Mais un communiqué d'Areva a mis les choses au point hier et démenti l'information reprise par les médias :
"A l'occasion du changement de Directoire du Groupe AREVA, des rumeurs infondées circulent une fois de plus.Elles concernent cette fois les indemnités de départ de Madame Lauvergeon."

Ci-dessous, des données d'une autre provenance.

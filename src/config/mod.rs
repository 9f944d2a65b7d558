mod loader;
mod types;

pub use loader::ConfigError;
pub use types::StoreConfig;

"Le montant et les conditions de versement de celles-ci ont été fixés par le Conseil de Surveillance d'AREVA du 16 octobre 2008, sur proposition du Comité des Rémunérations et des Nominations, en conformité avec la loi TEPA. L'Assemblée Générale du 30 avril 2009 a approuvé ces engagements. "
"Ces éléments sont publics, notamment au travers du document de référence du Groupe AREVA (édition 2010, p 176).En conséquence, Madame Lauvergeon se verra accorder le bénéfice de l'indemnité prévue.Contrairement a ce qui est aussi affirmé, ce point n'a pas été abordé à l'occasion de l'entretien entre le Président de la République et la Présidente du Directoire d'AREVA."
Le site WanSquares estimait hier: "Le conseil de surveillance d'Areva devrait attribuer à Anne Lauvergeon une indemnité de départ de 1,5 millions d'euros." Mais ce matin Les Echos donnent un chiffre supérieur : "Conformément à une décision du conseil de surveillance de 2008, le groupe public devrait ainsi verser deux ans de salaire (fixe et variable) à Anne Lauvergeon, soit plus de 2 millions d'euros."